When I served on the White House Domestic Policy Council, I put together an internal working group to suggest possible administrative reforms to our medical-malpractice system. President Bush had campaigned on legal reform, and reducing the incidence of costly and ineffective medical malpractice lawsuits was a high priority for the administration. Legislative legal reform, which is the only way to fix the problem, had passed in the House, but stalled in the Senate, and so I put together this group to come up with ideas for how to keep the issue alive.
In his speech last night, President Obama suddenly seemed to recognize that medical malpractice is a real issue, and mentioned one of the issues that developed out of this working group. He said that “the Bush administration considered authorizing demonstration projects in individual states to test these issues. It’s a good idea, and I am directing my Secretary of Health and Human Services to move forward on this initiative today.”
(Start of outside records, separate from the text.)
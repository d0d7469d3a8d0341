//! Point-in-time normalization of annual statements.
//!
//! A fiscal year only becomes visible once its assumed filing date
//! (`period end + FILING_LAG_DAYS`) is strictly before the as-of date. Vendor
//! line items are mapped onto normalized fields through [`SYNONYMS`], a
//! priority-ordered lookup table per field.

use crate::domain::financials::FinancialYear;
use crate::domain::market::{RawStatementPeriod, StatementLines};
use chrono::{Datelike, Duration, NaiveDate};
use std::collections::BTreeMap;

pub const FILING_LAG_DAYS: i64 = 90;
pub const MAX_YEARS: usize = 5;

const MILLION: f64 = 1_000_000.0;

#[derive(Debug, Clone, Copy, PartialEq, Eq)]
pub enum Statement {
    Income,
    Balance,
    CashFlow,
}

#[derive(Debug, Clone, Copy, PartialEq, Eq)]
pub enum Field {
    Revenue,
    GrossProfit,
    OperatingIncome,
    Ebitda,
    NetIncome,
    TotalAssets,
    TotalDebt,
    CashAndEquivalents,
    TotalEquity,
    SharesOutstanding,
    OperatingCashFlow,
    CapitalExpenditures,
}

#[derive(Debug, Clone, Copy)]
pub struct Synonyms {
    pub field: Field,
    pub statement: Statement,
    /// Checked in order; the first present, finite value wins.
    pub keys: &'static [&'static str],
}

pub const SYNONYMS: &[Synonyms] = &[
    Synonyms {
        field: Field::Revenue,
        statement: Statement::Income,
        keys: &["Total Revenue", "Revenue"],
    },
    Synonyms {
        field: Field::GrossProfit,
        statement: Statement::Income,
        keys: &["Gross Profit"],
    },
    Synonyms {
        field: Field::OperatingIncome,
        statement: Statement::Income,
        keys: &["Operating Income", "EBIT"],
    },
    Synonyms {
        field: Field::Ebitda,
        statement: Statement::Income,
        keys: &["EBITDA", "Normalized EBITDA"],
    },
    Synonyms {
        field: Field::NetIncome,
        statement: Statement::Income,
        keys: &["Net Income", "Net Income Common Stockholders"],
    },
    Synonyms {
        field: Field::TotalAssets,
        statement: Statement::Balance,
        keys: &["Total Assets"],
    },
    Synonyms {
        field: Field::TotalDebt,
        statement: Statement::Balance,
        keys: &["Total Debt", "Long Term Debt"],
    },
    Synonyms {
        field: Field::CashAndEquivalents,
        statement: Statement::Balance,
        keys: &["Cash And Cash Equivalents", "Cash"],
    },
    Synonyms {
        field: Field::TotalEquity,
        statement: Statement::Balance,
        keys: &["Total Equity Gross Minority Interest", "Stockholders Equity"],
    },
    Synonyms {
        field: Field::SharesOutstanding,
        statement: Statement::Balance,
        keys: &["Ordinary Shares Number", "Share Issued"],
    },
    Synonyms {
        field: Field::OperatingCashFlow,
        statement: Statement::CashFlow,
        keys: &["Operating Cash Flow"],
    },
    Synonyms {
        field: Field::CapitalExpenditures,
        statement: Statement::CashFlow,
        keys: &["Capital Expenditure"],
    },
];

pub fn report_date(period_end: NaiveDate) -> NaiveDate {
    period_end + Duration::days(FILING_LAG_DAYS)
}

/// Normalizes `periods` into at most [`MAX_YEARS`] fiscal years whose filing
/// date is strictly before `as_of`, oldest first.
///
/// Periods without a usable revenue figure are skipped. When two periods land
/// in the same fiscal year the later period end wins.
pub fn extract(periods: &[RawStatementPeriod], as_of: NaiveDate) -> Vec<FinancialYear> {
    let mut by_year: BTreeMap<i32, (NaiveDate, FinancialYear)> = BTreeMap::new();

    for period in periods {
        let filed = report_date(period.period_end);
        if filed >= as_of {
            continue;
        }

        let Some(year) = normalize_period(period, filed) else {
            continue;
        };

        match by_year.get(&year.fiscal_year) {
            Some((existing_end, _)) if *existing_end >= period.period_end => {}
            _ => {
                by_year.insert(year.fiscal_year, (period.period_end, year));
            }
        }
    }

    let years: Vec<FinancialYear> = by_year.into_values().map(|(_, y)| y).collect();
    let skip = years.len().saturating_sub(MAX_YEARS);
    years.into_iter().skip(skip).collect()
}

fn normalize_period(period: &RawStatementPeriod, report_date: NaiveDate) -> Option<FinancialYear> {
    let get = |field: Field| lookup(period, field);

    let revenue = get(Field::Revenue).filter(|r| *r != 0.0)?;

    let gross_profit = get(Field::GrossProfit);
    let operating_income = get(Field::OperatingIncome);
    let net_income = get(Field::NetIncome);
    let op_cf = get(Field::OperatingCashFlow);
    let capex = get(Field::CapitalExpenditures).map(f64::abs);

    let free_cash_flow = match (op_cf, capex) {
        (Some(ocf), Some(cx)) => Some(ocf - cx),
        _ => None,
    };

    let margin = |line: Option<f64>| line.map(|v| v / revenue);
    let millions = |v: Option<f64>| v.map(|v| v / MILLION);

    Some(FinancialYear {
        fiscal_year: period.period_end.year(),
        report_date,
        revenue: revenue / MILLION,
        gross_profit: millions(gross_profit),
        operating_income: millions(operating_income),
        ebitda: millions(get(Field::Ebitda)),
        net_income: millions(net_income),
        gross_margin: margin(gross_profit),
        operating_margin: margin(operating_income),
        net_margin: margin(net_income),
        total_assets: millions(get(Field::TotalAssets)),
        total_debt: millions(get(Field::TotalDebt)),
        cash_and_equivalents: millions(get(Field::CashAndEquivalents)),
        total_equity: millions(get(Field::TotalEquity)),
        shares_outstanding: millions(get(Field::SharesOutstanding)),
        operating_cash_flow: millions(op_cf),
        capital_expenditures: millions(capex),
        free_cash_flow: millions(free_cash_flow),
    })
}

fn lookup(period: &RawStatementPeriod, field: Field) -> Option<f64> {
    let entry = SYNONYMS.iter().find(|s| s.field == field)?;
    let lines: &StatementLines = match entry.statement {
        Statement::Income => &period.income,
        Statement::Balance => &period.balance,
        Statement::CashFlow => &period.cash_flow,
    };

    entry.keys
        .iter()
        .find_map(|key| lines.get(*key).copied().flatten().filter(|v| v.is_finite()))
}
I am glad that an issue that we discussed in the working group may now see the light of day. The idea was to use the states as laboratories of democracy, by encouraging them to experiment with alternative forms of dispute resolution. If any of the experiments were particularly effective, proponents of reform could highlight them and use them as models for a broader type of fix. But in reality, this small demonstration project is not going to solve the problem of medical-malpractice lawsuits, or the high malpractice insurance premiums and expensive defensive-medicine practices that stem from the lawsuits. It was a small holding action, designed to keep the flame of malpractice reform alive after it was stopped by impassable legislative roadblocks.